Commençons par le fascia.

Le fascia est un système mécanique de tissus conjonctifs qui enveloppe et unifie les os, les muscles, les organes, les vaisseaux sanguins et les nerfs. Il contient des cellules appelées fibroblastes. Les fibroblastes sécrètent du nouveau collagène pour réparer les tissus en cas de dommage et produisent des cellules immunitaires lorsqu’il y a de l’inflammation.

Comment le tai chi active-t-il le fascia?

Le fascia répond à certains types de stimuli mécaniques. Cela s’appelle la mécanotransduction fasciale : lorsqu’une force mécanique est appliquée au fascia, celui-ci la capte et la transmet par ses tissus. Les mouvements lents, alignés et multidirectionnels du tai chi produisent exactement le type de stimuli auquel le fascia répond.

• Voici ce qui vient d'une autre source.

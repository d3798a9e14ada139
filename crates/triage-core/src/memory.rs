//! In-process [`QueueStore`] backed by a hash map.
//!
//! Used by tests and by embedders that do not need durability. It can also
//! simulate the failures a real backend exhibits: injected one-shot errors per
//! operation, a dropped connection that [`QueueStore::reconnect`] repairs, and
//! an outage that it does not.

use std::{
  collections::HashMap,
  sync::{Mutex, MutexGuard, PoisonError},
};

use chrono::{DateTime, Utc};
use thiserror::Error;
use uuid::Uuid;

use crate::{
  store::QueueStore,
  ticket::{PriorityClass, ServiceWindow, Ticket, TicketStatus},
};

/// Store operations, for targeting injected failures.
#[derive(Debug, Clone, Copy, PartialEq, Eq, Hash)]
pub enum StoreOp {
  CreateTicket,
  UpdateStatus,
  AssignServer,
  UpdatePriority,
  FindWaiting,
  FindCurrentlyServing,
  FindServing,
  FindByVisitId,
  TicketNumbers,
}

#[derive(Debug, Error)]
pub enum MemoryStoreError {
  #[error("store unreachable")]
  Unreachable,

  #[error("connection lost")]
  Disconnected,

  #[error("injected failure in {0:?}")]
  Injected(StoreOp),

  #[error("visit id already stored: {0}")]
  Duplicate(Uuid),
}

#[derive(Debug, Default)]
struct Inner {
  tickets:      HashMap<Uuid, Ticket>,
  failures:     HashMap<StoreOp, u32>,
  disconnected: bool,
  unreachable:  bool,
  reconnects:   u32,
}

impl Inner {
  fn check(&mut self, op: StoreOp) -> Result<(), MemoryStoreError> {
    if self.unreachable {
      return Err(MemoryStoreError::Unreachable);
    }
    if self.disconnected {
      return Err(MemoryStoreError::Disconnected);
    }
    if let Some(n) = self.failures.get_mut(&op)
      && *n > 0
    {
      *n -= 1;
      return Err(MemoryStoreError::Injected(op));
    }
    Ok(())
  }

  fn in_window(
    &self,
    window: ServiceWindow,
    status: TicketStatus,
  ) -> Vec<Ticket> {
    self
      .tickets
      .values()
      .filter(|t| t.status == status && window.contains(t.created_at))
      .cloned()
      .collect()
  }
}

#[derive(Debug, Default)]
pub struct MemoryStore {
  inner: Mutex<Inner>,
}

impl MemoryStore {
  pub fn new() -> Self { Self::default() }

  fn lock(&self) -> MutexGuard<'_, Inner> {
    self.inner.lock().unwrap_or_else(PoisonError::into_inner)
  }

  /// Make the next `times` calls of `op` fail.
  pub fn fail_next(&self, op: StoreOp, times: u32) {
    *self.lock().failures.entry(op).or_default() += times;
  }

  /// Drop the connection: every call fails until `reconnect` succeeds.
  pub fn disconnect(&self) { self.lock().disconnected = true; }

  /// Simulate an outage that reconnecting cannot fix.
  pub fn set_unreachable(&self, unreachable: bool) {
    self.lock().unreachable = unreachable;
  }

  pub fn reconnect_count(&self) -> u32 { self.lock().reconnects }

  /// Write a ticket directly, bypassing any manager. Replaces an existing
  /// ticket with the same visit id.
  pub fn put(&self, ticket: Ticket) {
    self.lock().tickets.insert(ticket.visit_id, ticket);
  }

  /// Administrative hard delete.
  pub fn delete(&self, visit_id: Uuid) -> bool {
    self.lock().tickets.remove(&visit_id).is_some()
  }

  pub fn get(&self, visit_id: Uuid) -> Option<Ticket> {
    self.lock().tickets.get(&visit_id).cloned()
  }

  pub fn len(&self) -> usize { self.lock().tickets.len() }

  pub fn is_empty(&self) -> bool { self.lock().tickets.is_empty() }
}

impl QueueStore for MemoryStore {
  type Error = MemoryStoreError;

  async fn create_ticket(&self, ticket: Ticket) -> Result<(), MemoryStoreError> {
    let mut inner = self.lock();
    inner.check(StoreOp::CreateTicket)?;
    if inner.tickets.contains_key(&ticket.visit_id) {
      return Err(MemoryStoreError::Duplicate(ticket.visit_id));
    }
    inner.tickets.insert(ticket.visit_id, ticket);
    Ok(())
  }

  async fn update_status(
    &self,
    visit_id: Uuid,
    from: TicketStatus,
    to: TicketStatus,
    at: DateTime<Utc>,
  ) -> Result<bool, MemoryStoreError> {
    let mut inner = self.lock();
    inner.check(StoreOp::UpdateStatus)?;
    let Some(ticket) = inner.tickets.get_mut(&visit_id) else {
      return Ok(false);
    };
    if ticket.status != from {
      return Ok(false);
    }
    Ok(ticket.advance(to, at).is_ok())
  }

  async fn assign_server(
    &self,
    visit_id: Uuid,
    server_id: &str,
    at: DateTime<Utc>,
  ) -> Result<bool, MemoryStoreError> {
    let mut inner = self.lock();
    inner.check(StoreOp::AssignServer)?;
    let Some(ticket) = inner.tickets.get_mut(&visit_id) else {
      return Ok(false);
    };
    if ticket.status != TicketStatus::Waiting {
      return Ok(false);
    }
    Ok(ticket.assign(server_id, at).is_ok())
  }

  async fn update_priority(
    &self,
    visit_id: Uuid,
    priority: PriorityClass,
  ) -> Result<bool, MemoryStoreError> {
    let mut inner = self.lock();
    inner.check(StoreOp::UpdatePriority)?;
    let Some(ticket) = inner.tickets.get_mut(&visit_id) else {
      return Ok(false);
    };
    ticket.priority = priority;
    Ok(true)
  }

  async fn find_waiting_tickets(
    &self,
    window: ServiceWindow,
  ) -> Result<Vec<Ticket>, MemoryStoreError> {
    let mut inner = self.lock();
    inner.check(StoreOp::FindWaiting)?;
    Ok(inner.in_window(window, TicketStatus::Waiting))
  }

  async fn find_currently_serving(
    &self,
    server_id: &str,
  ) -> Result<Option<Ticket>, MemoryStoreError> {
    let mut inner = self.lock();
    inner.check(StoreOp::FindCurrentlyServing)?;
    Ok(
      inner
        .tickets
        .values()
        .filter(|t| {
          t.status == TicketStatus::InService
            && t.assigned_server_id.as_deref() == Some(server_id)
        })
        .max_by_key(|t| t.called_at)
        .cloned(),
    )
  }

  async fn find_serving(
    &self,
    window: ServiceWindow,
  ) -> Result<Vec<Ticket>, MemoryStoreError> {
    let mut inner = self.lock();
    inner.check(StoreOp::FindServing)?;
    Ok(inner.in_window(window, TicketStatus::InService))
  }

  async fn find_by_visit_id(
    &self,
    visit_id: Uuid,
  ) -> Result<Option<Ticket>, MemoryStoreError> {
    let mut inner = self.lock();
    inner.check(StoreOp::FindByVisitId)?;
    Ok(inner.tickets.get(&visit_id).cloned())
  }

  async fn ticket_numbers(
    &self,
    window: ServiceWindow,
  ) -> Result<Vec<String>, MemoryStoreError> {
    let mut inner = self.lock();
    inner.check(StoreOp::TicketNumbers)?;
    Ok(
      inner
        .tickets
        .values()
        .filter(|t| window.contains(t.created_at))
        .map(|t| t.ticket_number.to_string())
        .collect(),
    )
  }

  async fn reconnect(&self) -> Result<(), MemoryStoreError> {
    let mut inner = self.lock();
    inner.reconnects += 1;
    if inner.unreachable {
      return Err(MemoryStoreError::Unreachable);
    }
    inner.disconnected = false;
    Ok(())
  }
}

Les mouvements du tai chi, lorsqu’ils exigent un alignement externe du corps, entraînent une réponse du fascia, qui se réaligne à l’intérieur tout autour des os, des muscles et des organes. Il en résulte une égalisation des forces circulant dans les tissus internes, qui permet d’éviter les charges excessives à un endroit ou un autre dans le corps. Un « effet d’équilibre » se crée alors partout dans les tissus fasciaux, et cela active les fibroblastes, qui commencent à libérer du collagène pour faire les réparations cellulaires nécessaires.

Ce processus de guérison contribue à prévenir l’épaississement des tissus, les adhérences multiples et les cicatrices. Dans la région abdominale, l’ouverture du fascia crée de l’espace autour des organes, qui peuvent alors plus facilement recevoir les nutriments dont ils ont besoin pour se renouveler et se réparer. Cela est particulièrement important lorsqu’une blessure ou une maladie a causé des dommages dans l’organisme.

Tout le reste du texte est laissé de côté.